Last Updated:Jul 03, 2025

When you need multiple nodes to concurrently read and write to the same cloud disk to achieve efficient data sharing and fast failover, you can use the multi-attach feature to attach a single ESSD, ESSD AutoPL, or other types of cloud disks to multiple nodes that support the NVMe protocol in the same zone, or attach a single zone-redundant storage ESSD to multiple nodes in the same region. This topic demonstrates how to use the NVMe cloud disk multi-attach and Reservation features in an ACK cluster.

Before you begin

To better use the NVMe cloud disk multi-attach and Reservation features, we recommend that you understand the following information before reading this document:

Scenarios

The multi-attach feature is suitable for the following scenarios:

  • Data sharing

    Data sharing is the simplest use scenario of NVMe. After data is written to a shared NVMe disk from one attachment node, all other attachment nodes can access the data. This reduces storage costs and improves read/write performance. For example, a single NVMe-capable container image in the cloud can be read and loaded by multiple instances that run the same operating system.

    image
  • High-availability failover

    High service availability is one of the most common application scenarios of shared disks. Traditional SAN-based databases, such as Oracle Real Application Clusters (RAC), SAP High-performance ANalytic Appliance (HANA), and cloud-native high-availability databases, may encounter single points of failure (SPOFs) in actual business scenarios. Shared NVMe disks can be used to ensure business continuity and high availability in terms of cloud-based storage and networks in case of SPOFs. Compute nodes encounter frequent outages, downtime, and hardware failures.

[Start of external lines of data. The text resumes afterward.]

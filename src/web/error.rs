//! Error responses for the web application.

use crate::report::ReportError;
use crate::sheets::SheetError;
use axum::http::StatusCode;
use axum::response::{IntoResponse, Response};
use axum::Json;
use serde_json::json;
use thiserror::Error;
use tracing::error;

/// Failure of a request handler.
#[derive(Debug, Error)]
pub enum WebError {
    /// The addressed row does not exist.
    #[error("{0}")]
    NotFound(String),

    /// The spreadsheet could not be reached or rejected the call.
    #[error(transparent)]
    Sheet(#[from] SheetError),

    /// An export or image failed to render.
    #[error(transparent)]
    Report(#[from] ReportError),
}

impl WebError {
    pub fn status(&self) -> StatusCode {
        match self {
            WebError::NotFound(_) => StatusCode::NOT_FOUND,
            WebError::Sheet(_) | WebError::Report(_) => StatusCode::INTERNAL_SERVER_ERROR,
        }
    }
}

impl IntoResponse for WebError {
    fn into_response(self) -> Response {
        let status = self.status();
        if status.is_server_error() {
            error!("Request failed: {}", self);
        }
        (status, Json(json!({ "error": self.to_string() }))).into_response()
    }
}

#[cfg(test)]
mod tests {
    use super::*;

    #[test]
    fn test_status_mapping() {
        assert_eq!(
            WebError::NotFound("Baris tidak ditemukan".to_string()).status(),
            StatusCode::NOT_FOUND
        );
        assert_eq!(
            WebError::from(SheetError::MissingCredentials).status(),
            StatusCode::INTERNAL_SERVER_ERROR
        );
    }

    #[test]
    fn test_message_passes_through() {
        let err = WebError::from(SheetError::Unavailable("no key".to_string()));
        assert_eq!(err.to_string(), "cannot access Google Sheets: no key");
    }
}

To achieve high availability of compute nodes, you can deploy business in primary/secondary mode.

    For example, in a database scenario, if the primary database fails, the secondary database quickly takes over to provide services. After the instance that hosts the primary database is switched to the instance that hosts the secondary database, you can run an NVMe Persistent Reservation (PR) command to revoke the write permissions on the faulty primary database. This helps prevent data from being written to the faulty primary database, which ensures data consistency. The following figure shows the failover process.

    Note

    PR is a part of the NVMe protocol that can precisely control read and write permissions on a cloud disk to ensure that the compute nodes can write data as expected. For more information, see NVM Express Base Specification.

    1. The primary database instance (Database Instance 1) fails, which causes the service to stop.

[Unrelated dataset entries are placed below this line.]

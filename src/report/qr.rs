//! QR code rendering for the survey form link.

use super::ReportError;
use image::{ImageFormat, Luma};
use qrcode::QrCode;
use std::io::Cursor;

/// Pixel size of one QR module.
const MODULE_PIXELS: u32 = 10;

/// Render `data` as a black-on-white PNG QR code.
pub fn render_qr_png(data: &str) -> Result<Vec<u8>, ReportError> {
    let code = QrCode::new(data.as_bytes())?;
    let image = code
        .render::<Luma<u8>>()
        .module_dimensions(MODULE_PIXELS, MODULE_PIXELS)
        .quiet_zone(true)
        .build();

    let mut png = Vec::new();
    image.write_to(&mut Cursor::new(&mut png), ImageFormat::Png)?;
    Ok(png)
}
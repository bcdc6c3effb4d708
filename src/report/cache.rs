//! Single-slot cache with expiry.

use chrono::{DateTime, Duration, Utc};
use std::sync::{Arc, Mutex};
use tracing::debug;

/// Source of the current time.
pub trait Clock: Send + Sync {
    fn now(&self) -> DateTime<Utc>;
}

/// Wall-clock time.
#[derive(Debug, Clone, Copy, Default)]
pub struct SystemClock;

impl Clock for SystemClock {
    fn now(&self) -> DateTime<Utc> {
        Utc::now()
    }
}

/// Holds one value and the time it was stored.
///
/// The value is rebuilt when the slot is empty or older than `ttl`.
/// Building happens outside the lock, so two callers hitting an expired
/// slot at once may both rebuild; the last one stored wins.
pub struct TtlCache<T> {
    ttl: Duration,
    clock: Arc<dyn Clock>,
    slot: Mutex<Option<(T, DateTime<Utc>)>>,
}

impl<T: Clone> TtlCache<T> {
    pub fn new(ttl: Duration, clock: Arc<dyn Clock>) -> Self {
        Self {
            ttl,
            clock,
            slot: Mutex::new(None),
        }
    }

    /// Returns the cached value, or builds and stores a fresh one.
    pub fn get_or_try_refresh<E>(&self, build: impl FnOnce() -> Result<T, E>) -> Result<T, E> {
        let now = self.clock.now();

        if let Some((value, stored_at)) = self.lock().as_ref() {
            if now - *stored_at <= self.ttl {
                return Ok(value.clone());
            }
        }

        debug!("Cache slot empty or expired; rebuilding");
        let value = build()?;
        *self.lock() = Some((value.clone(), now));
        Ok(value)
    }

    fn lock(&self) -> std::sync::MutexGuard<'_, Option<(T, DateTime<Utc>)>> {
        self.slot.lock().unwrap_or_else(|poisoned| poisoned.into_inner())
    }
}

    2. Run an NVMe PR command to prevent data from being written to Database Instance 1 and allow data to be written to the secondary database instance (Database Instance 2).

    3. Restore Database Instance 2 to the same state as Database Instance 1 by using different methods such as log replay.

    4. Database Instance 2 takes over as the primary database instance to provide services externally.

    image
  • Distributed data cache acceleration

    Multi-attach-enabled cloud disks deliver high performance, IOPS, and throughput and can facilitate performance acceleration for storage systems with slow and medium speeds. For example, data lakes are commonly built on top of Object Storage Service (OSS). Each data lake can be simultaneously accessed by multiple clients. Data lakes deliver high sequential read throughput and high append write throughput, but have low sequential read/write throughput, high latency, and low random read/write performance. To greatly improve the access performance in scenarios such as data lakes, you can attach a high-speed, multi-attach-enabled cloud disk as a cache to compute nodes.

    image
  • Machine learning

    In machine learning scenarios, after a sample is labeled and written, the sample is split and distributed across multiple nodes to facilitate parallel distributed computing. The multi-attach feature allows each compute node to directly access shared storage resources without the need to frequently transmit data over the network. This reduces data transfer latency and accelerates the model training process. The combination of high performance and the multi-attach feature allows cloud disks to provide an efficient and flexible storage solution for machine learning scenarios, such as large-scale model training tasks that require high-speed data access and processing. The storage solution significantly improves the efficiency and effectiveness of the machine learning process.

    image

Limits

  • A single NVMe cloud disk can be attached to a maximum of 16 ECS instances in the same zone at the same time.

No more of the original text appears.